TRY IT:
Go through the entries and count the lines with the string "quantize" in them. Give only that number.

RECORDS SUPPLIED:
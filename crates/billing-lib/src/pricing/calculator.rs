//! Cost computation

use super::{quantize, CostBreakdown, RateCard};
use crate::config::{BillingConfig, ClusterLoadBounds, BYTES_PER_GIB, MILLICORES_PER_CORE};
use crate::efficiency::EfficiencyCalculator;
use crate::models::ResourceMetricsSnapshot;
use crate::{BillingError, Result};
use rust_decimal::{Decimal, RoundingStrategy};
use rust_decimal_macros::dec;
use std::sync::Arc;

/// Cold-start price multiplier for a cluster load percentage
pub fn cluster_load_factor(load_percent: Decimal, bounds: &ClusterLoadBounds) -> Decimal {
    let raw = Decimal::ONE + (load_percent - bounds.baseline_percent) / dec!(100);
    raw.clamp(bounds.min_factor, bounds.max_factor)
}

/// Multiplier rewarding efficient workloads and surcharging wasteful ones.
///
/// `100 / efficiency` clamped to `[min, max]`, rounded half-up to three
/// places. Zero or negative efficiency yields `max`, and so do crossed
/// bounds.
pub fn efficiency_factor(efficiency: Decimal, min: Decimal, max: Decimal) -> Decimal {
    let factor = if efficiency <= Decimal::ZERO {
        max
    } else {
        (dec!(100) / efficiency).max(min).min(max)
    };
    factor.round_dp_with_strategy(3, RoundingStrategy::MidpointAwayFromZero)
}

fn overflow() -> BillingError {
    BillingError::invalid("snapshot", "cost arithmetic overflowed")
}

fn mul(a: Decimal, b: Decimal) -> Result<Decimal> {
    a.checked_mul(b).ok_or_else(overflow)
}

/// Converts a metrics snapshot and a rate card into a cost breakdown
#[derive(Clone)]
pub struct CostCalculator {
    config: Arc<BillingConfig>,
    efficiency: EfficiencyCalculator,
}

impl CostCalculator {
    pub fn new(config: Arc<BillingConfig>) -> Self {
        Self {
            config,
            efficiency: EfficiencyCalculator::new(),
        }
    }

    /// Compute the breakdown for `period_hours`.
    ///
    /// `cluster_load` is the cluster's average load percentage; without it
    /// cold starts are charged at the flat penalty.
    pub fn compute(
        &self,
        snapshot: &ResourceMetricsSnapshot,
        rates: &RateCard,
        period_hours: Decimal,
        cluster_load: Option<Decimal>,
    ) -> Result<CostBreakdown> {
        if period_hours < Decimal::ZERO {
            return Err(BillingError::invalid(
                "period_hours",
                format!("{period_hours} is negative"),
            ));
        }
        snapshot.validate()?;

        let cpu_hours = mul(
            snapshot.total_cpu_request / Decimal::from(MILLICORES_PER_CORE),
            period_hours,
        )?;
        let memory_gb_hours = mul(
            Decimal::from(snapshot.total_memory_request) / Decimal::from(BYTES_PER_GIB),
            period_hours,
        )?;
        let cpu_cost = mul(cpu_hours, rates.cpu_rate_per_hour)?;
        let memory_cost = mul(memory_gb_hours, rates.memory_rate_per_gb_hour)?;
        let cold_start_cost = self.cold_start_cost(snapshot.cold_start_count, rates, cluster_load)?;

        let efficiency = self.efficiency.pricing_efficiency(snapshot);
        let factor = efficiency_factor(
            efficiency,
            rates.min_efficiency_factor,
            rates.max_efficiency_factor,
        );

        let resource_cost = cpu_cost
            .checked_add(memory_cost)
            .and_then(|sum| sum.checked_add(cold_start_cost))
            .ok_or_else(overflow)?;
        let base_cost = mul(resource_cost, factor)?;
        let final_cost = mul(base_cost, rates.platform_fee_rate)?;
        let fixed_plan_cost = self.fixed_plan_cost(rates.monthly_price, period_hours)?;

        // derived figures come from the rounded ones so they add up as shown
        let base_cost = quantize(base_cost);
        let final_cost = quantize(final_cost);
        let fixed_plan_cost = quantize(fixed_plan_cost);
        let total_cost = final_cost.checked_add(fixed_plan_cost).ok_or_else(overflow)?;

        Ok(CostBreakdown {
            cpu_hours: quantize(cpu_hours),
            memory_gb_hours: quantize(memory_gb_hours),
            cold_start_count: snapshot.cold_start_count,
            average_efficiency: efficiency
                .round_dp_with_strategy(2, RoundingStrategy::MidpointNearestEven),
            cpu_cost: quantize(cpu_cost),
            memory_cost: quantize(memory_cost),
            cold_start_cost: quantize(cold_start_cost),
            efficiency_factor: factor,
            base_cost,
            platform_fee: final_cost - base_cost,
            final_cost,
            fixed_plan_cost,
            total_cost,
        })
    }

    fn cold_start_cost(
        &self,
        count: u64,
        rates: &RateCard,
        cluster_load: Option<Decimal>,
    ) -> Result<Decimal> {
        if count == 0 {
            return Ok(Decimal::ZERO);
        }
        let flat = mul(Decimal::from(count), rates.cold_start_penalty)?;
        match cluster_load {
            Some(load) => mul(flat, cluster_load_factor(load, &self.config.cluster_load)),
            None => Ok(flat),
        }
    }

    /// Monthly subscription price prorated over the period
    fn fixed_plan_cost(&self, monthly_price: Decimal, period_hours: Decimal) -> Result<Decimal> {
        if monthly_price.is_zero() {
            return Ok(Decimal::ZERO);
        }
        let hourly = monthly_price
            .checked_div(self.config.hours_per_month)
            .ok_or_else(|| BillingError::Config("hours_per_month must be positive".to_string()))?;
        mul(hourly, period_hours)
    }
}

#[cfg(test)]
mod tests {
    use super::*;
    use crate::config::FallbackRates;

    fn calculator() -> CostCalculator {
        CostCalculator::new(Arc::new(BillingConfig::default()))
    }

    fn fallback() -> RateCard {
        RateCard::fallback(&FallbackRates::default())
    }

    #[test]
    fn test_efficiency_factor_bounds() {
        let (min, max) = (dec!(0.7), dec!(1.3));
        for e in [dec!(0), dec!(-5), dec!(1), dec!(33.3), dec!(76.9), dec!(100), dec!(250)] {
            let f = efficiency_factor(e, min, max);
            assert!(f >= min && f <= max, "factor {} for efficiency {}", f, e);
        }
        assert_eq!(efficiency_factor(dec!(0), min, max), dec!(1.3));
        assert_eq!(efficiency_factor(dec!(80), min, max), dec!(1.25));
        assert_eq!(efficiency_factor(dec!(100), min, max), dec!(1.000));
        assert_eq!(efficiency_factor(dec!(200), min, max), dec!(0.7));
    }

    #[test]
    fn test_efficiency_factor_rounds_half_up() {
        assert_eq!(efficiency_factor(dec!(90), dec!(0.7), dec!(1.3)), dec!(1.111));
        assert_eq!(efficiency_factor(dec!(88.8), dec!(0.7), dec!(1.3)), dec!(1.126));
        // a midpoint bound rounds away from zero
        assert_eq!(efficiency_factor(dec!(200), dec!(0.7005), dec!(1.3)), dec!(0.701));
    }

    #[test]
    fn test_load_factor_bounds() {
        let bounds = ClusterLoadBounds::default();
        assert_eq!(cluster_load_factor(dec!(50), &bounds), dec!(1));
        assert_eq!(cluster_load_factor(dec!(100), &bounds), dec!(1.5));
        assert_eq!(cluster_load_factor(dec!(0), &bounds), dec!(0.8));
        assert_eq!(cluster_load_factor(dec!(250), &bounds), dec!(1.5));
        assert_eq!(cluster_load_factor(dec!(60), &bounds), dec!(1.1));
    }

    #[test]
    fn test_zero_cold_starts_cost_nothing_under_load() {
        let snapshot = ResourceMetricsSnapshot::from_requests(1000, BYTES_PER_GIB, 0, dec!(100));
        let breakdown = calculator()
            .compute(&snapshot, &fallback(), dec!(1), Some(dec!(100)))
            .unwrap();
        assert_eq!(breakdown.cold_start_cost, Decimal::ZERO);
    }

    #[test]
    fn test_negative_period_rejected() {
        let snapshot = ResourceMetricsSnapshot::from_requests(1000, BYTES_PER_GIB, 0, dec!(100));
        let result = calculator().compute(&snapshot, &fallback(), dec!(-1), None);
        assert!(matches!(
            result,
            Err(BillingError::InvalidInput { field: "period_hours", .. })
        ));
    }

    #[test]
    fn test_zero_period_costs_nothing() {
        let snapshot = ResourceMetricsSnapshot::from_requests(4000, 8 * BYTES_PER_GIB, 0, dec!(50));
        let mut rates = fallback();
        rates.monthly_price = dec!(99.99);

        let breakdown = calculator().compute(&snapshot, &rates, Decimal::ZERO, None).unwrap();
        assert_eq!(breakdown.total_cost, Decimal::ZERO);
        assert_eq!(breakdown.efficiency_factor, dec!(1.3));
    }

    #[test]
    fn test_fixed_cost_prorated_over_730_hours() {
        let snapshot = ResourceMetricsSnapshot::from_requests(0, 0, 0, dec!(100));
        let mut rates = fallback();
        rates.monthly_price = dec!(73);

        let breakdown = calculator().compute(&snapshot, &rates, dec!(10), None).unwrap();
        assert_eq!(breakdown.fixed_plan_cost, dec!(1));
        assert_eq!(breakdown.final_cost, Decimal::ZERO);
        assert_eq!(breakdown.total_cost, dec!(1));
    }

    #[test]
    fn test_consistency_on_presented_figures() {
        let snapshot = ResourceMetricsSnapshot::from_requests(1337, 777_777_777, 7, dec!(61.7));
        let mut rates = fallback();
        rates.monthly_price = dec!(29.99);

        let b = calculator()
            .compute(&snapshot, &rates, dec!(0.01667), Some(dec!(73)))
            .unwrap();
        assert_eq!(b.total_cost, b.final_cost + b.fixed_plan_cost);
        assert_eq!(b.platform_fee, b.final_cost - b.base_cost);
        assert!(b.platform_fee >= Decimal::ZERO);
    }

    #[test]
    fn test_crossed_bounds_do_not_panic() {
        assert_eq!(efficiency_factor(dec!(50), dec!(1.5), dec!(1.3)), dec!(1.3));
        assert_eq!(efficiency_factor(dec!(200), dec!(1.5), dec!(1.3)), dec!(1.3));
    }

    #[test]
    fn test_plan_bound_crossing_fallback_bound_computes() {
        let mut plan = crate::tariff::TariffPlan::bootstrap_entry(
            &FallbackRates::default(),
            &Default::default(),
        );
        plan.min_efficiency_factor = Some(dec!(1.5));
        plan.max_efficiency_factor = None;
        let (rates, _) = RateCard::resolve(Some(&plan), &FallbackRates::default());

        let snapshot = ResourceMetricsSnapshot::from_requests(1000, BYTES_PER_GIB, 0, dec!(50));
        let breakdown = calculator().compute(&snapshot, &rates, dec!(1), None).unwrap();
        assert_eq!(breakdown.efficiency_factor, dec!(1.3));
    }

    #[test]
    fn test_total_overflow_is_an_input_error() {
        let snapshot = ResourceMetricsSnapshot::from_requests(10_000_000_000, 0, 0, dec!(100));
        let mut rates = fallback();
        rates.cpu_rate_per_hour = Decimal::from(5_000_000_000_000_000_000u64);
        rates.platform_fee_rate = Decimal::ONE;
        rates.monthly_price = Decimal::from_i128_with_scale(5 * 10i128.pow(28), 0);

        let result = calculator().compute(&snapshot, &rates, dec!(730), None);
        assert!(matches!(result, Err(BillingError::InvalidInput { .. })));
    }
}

==

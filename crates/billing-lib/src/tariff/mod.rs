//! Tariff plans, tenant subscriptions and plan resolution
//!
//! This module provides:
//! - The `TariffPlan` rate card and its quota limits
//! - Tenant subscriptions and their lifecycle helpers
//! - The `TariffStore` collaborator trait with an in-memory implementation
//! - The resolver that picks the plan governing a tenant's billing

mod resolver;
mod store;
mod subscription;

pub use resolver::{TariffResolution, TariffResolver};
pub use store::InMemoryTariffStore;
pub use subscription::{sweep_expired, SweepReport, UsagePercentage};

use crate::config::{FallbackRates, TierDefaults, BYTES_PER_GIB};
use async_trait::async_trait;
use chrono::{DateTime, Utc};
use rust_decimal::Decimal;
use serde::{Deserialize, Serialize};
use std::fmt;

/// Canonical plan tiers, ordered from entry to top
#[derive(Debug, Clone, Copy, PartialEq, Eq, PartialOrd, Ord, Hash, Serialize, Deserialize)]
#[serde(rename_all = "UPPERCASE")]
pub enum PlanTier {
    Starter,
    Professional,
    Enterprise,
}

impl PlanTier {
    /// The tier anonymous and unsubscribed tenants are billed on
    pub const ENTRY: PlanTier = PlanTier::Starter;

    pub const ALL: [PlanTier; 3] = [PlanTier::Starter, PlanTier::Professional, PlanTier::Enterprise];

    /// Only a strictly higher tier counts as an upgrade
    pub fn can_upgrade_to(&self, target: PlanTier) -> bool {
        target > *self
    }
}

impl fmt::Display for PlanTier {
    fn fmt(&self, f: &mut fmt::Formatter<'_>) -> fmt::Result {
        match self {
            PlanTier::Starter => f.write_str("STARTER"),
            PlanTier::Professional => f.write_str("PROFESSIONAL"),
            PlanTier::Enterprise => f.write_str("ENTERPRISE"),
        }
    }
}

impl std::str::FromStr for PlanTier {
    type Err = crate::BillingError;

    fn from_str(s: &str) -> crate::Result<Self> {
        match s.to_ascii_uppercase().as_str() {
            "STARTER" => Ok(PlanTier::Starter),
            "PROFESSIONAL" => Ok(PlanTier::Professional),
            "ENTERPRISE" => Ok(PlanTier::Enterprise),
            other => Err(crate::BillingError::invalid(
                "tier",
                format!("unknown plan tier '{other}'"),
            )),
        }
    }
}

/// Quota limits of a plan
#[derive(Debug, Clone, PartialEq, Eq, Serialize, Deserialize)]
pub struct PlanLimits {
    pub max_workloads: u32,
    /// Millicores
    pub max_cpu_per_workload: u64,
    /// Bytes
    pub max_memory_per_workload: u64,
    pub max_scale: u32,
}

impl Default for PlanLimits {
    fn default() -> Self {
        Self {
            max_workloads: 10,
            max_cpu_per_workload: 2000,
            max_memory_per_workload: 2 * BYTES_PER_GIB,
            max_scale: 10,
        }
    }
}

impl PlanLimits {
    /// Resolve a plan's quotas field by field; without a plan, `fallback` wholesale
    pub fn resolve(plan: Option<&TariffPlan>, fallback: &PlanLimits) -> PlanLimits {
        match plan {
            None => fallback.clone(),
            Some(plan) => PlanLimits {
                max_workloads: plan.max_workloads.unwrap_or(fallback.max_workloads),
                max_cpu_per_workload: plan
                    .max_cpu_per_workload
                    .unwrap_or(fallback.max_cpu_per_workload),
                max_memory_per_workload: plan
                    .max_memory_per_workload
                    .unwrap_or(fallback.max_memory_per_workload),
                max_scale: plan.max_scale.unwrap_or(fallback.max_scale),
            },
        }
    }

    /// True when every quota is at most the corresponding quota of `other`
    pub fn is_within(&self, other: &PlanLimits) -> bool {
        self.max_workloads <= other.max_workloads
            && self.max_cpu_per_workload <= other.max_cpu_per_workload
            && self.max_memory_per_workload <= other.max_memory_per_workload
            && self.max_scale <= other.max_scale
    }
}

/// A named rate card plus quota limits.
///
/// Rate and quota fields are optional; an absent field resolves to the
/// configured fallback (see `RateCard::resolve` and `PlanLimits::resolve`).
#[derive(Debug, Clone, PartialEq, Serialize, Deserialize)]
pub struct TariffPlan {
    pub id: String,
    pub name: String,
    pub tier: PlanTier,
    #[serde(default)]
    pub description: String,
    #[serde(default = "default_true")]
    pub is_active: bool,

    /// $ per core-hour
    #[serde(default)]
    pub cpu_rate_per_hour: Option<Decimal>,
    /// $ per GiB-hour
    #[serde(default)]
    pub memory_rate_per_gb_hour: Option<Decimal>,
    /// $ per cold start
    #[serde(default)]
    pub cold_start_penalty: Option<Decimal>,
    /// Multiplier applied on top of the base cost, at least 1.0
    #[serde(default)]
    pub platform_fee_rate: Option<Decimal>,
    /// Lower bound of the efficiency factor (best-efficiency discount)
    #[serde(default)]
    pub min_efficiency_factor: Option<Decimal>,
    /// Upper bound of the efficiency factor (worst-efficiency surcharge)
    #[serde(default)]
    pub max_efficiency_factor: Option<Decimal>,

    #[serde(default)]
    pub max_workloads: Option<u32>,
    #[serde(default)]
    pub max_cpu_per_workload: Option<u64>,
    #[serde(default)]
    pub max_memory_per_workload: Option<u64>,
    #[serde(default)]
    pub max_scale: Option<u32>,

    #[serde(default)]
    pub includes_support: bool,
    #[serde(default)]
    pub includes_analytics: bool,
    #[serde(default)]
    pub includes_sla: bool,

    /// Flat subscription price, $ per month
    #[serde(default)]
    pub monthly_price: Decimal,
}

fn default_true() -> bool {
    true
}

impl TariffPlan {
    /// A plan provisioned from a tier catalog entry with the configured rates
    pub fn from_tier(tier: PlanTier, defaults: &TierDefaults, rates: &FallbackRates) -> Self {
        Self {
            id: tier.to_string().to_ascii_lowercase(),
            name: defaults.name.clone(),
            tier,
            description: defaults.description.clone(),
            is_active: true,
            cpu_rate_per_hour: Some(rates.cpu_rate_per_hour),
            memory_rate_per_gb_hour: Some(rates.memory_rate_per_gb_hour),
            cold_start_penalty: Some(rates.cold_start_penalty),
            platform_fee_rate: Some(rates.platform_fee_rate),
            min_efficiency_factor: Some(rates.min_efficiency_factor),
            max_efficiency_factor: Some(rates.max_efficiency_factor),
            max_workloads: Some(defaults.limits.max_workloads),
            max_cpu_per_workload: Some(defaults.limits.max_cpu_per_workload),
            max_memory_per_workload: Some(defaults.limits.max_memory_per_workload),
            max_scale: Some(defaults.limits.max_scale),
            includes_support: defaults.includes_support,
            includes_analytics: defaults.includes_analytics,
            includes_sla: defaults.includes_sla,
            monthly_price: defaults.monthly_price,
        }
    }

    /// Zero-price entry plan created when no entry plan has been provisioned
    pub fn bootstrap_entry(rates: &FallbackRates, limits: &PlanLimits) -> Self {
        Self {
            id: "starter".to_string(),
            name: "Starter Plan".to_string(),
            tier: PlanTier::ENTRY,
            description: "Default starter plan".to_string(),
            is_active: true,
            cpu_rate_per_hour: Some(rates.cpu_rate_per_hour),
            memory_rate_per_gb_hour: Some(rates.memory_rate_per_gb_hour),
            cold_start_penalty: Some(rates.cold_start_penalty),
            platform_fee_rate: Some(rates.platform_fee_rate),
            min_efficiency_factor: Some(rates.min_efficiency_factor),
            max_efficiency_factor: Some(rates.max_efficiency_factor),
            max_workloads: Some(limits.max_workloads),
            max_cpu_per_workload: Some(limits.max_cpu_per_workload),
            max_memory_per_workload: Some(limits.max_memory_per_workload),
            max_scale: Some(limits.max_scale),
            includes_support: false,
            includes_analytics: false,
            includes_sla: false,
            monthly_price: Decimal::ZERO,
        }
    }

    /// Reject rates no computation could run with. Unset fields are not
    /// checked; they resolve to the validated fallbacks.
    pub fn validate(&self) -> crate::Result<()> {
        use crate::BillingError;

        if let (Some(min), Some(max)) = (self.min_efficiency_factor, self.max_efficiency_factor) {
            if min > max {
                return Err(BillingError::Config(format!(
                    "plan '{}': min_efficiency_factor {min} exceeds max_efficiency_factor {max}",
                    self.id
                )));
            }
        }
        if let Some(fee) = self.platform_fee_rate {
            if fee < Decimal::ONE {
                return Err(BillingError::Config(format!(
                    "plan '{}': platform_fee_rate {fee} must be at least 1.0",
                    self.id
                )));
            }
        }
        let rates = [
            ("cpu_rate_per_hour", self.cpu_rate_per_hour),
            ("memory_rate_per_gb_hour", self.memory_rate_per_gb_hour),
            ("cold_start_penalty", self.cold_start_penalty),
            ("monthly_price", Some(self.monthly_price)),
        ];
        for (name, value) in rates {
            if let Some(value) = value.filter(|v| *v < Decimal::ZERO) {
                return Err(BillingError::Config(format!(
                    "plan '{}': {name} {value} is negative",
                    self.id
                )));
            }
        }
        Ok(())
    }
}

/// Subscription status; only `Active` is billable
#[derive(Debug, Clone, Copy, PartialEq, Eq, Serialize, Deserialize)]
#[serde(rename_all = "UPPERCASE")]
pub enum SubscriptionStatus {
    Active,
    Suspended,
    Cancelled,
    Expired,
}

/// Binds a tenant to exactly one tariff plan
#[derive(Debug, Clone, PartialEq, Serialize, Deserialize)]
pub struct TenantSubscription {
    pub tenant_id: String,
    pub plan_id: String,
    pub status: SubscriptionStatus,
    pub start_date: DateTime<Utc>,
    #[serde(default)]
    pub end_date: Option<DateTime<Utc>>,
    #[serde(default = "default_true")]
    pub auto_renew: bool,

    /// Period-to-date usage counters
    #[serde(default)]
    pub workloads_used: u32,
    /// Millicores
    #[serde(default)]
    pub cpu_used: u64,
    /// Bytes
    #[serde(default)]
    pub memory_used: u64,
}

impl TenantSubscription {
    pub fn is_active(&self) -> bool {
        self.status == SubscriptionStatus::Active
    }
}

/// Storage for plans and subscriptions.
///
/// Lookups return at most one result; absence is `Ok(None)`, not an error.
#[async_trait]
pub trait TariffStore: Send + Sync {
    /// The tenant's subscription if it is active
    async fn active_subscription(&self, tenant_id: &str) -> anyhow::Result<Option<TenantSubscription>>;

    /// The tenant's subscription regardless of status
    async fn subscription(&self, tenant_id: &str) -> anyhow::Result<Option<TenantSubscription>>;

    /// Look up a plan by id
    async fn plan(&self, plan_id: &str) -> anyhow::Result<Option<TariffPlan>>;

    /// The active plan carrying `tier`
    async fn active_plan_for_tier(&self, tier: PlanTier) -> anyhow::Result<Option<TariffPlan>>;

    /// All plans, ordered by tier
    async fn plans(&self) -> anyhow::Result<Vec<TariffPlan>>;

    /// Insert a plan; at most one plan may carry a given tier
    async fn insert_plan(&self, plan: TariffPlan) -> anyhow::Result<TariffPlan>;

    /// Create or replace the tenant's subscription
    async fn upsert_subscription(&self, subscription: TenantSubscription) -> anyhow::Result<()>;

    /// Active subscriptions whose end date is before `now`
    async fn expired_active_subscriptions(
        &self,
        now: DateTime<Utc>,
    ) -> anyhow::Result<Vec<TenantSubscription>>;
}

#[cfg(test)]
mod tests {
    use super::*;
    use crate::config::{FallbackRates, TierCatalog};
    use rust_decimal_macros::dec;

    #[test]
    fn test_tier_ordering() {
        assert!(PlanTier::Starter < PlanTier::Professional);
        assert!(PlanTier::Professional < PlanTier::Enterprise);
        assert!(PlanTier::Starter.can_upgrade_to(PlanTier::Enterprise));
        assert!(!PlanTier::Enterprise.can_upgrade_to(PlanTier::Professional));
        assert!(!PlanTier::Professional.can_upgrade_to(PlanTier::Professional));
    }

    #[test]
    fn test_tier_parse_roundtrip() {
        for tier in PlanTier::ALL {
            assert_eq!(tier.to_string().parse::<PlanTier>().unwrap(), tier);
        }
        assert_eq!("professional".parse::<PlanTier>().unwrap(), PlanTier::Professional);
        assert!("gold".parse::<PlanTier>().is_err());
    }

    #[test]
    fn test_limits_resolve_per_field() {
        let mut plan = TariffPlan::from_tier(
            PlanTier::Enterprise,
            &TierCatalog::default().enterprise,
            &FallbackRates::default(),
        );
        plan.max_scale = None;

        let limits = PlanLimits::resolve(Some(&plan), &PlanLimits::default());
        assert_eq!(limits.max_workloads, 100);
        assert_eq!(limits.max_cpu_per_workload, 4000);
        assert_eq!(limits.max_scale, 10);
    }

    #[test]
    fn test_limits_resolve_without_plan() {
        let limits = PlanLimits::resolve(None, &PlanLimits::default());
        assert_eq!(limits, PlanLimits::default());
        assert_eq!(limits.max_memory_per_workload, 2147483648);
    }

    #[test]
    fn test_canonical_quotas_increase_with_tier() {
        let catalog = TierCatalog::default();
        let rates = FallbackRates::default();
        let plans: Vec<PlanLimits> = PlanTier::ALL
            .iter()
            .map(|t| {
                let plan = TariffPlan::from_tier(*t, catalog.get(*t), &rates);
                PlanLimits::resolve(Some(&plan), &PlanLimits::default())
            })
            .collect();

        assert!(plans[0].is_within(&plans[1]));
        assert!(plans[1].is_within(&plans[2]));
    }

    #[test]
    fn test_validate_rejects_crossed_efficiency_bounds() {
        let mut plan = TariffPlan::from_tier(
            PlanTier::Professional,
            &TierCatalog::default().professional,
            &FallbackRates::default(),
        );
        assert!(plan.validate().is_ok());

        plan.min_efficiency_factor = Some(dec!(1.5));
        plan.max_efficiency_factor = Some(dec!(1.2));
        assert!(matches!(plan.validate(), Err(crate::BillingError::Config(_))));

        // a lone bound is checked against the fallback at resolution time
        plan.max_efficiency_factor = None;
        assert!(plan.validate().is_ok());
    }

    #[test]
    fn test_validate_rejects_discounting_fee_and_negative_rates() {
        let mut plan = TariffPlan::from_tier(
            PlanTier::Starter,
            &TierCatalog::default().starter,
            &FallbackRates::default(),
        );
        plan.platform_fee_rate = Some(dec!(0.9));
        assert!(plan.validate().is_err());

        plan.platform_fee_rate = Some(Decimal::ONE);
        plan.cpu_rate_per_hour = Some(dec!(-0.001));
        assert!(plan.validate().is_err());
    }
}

RESULT OF THIS TASK:
9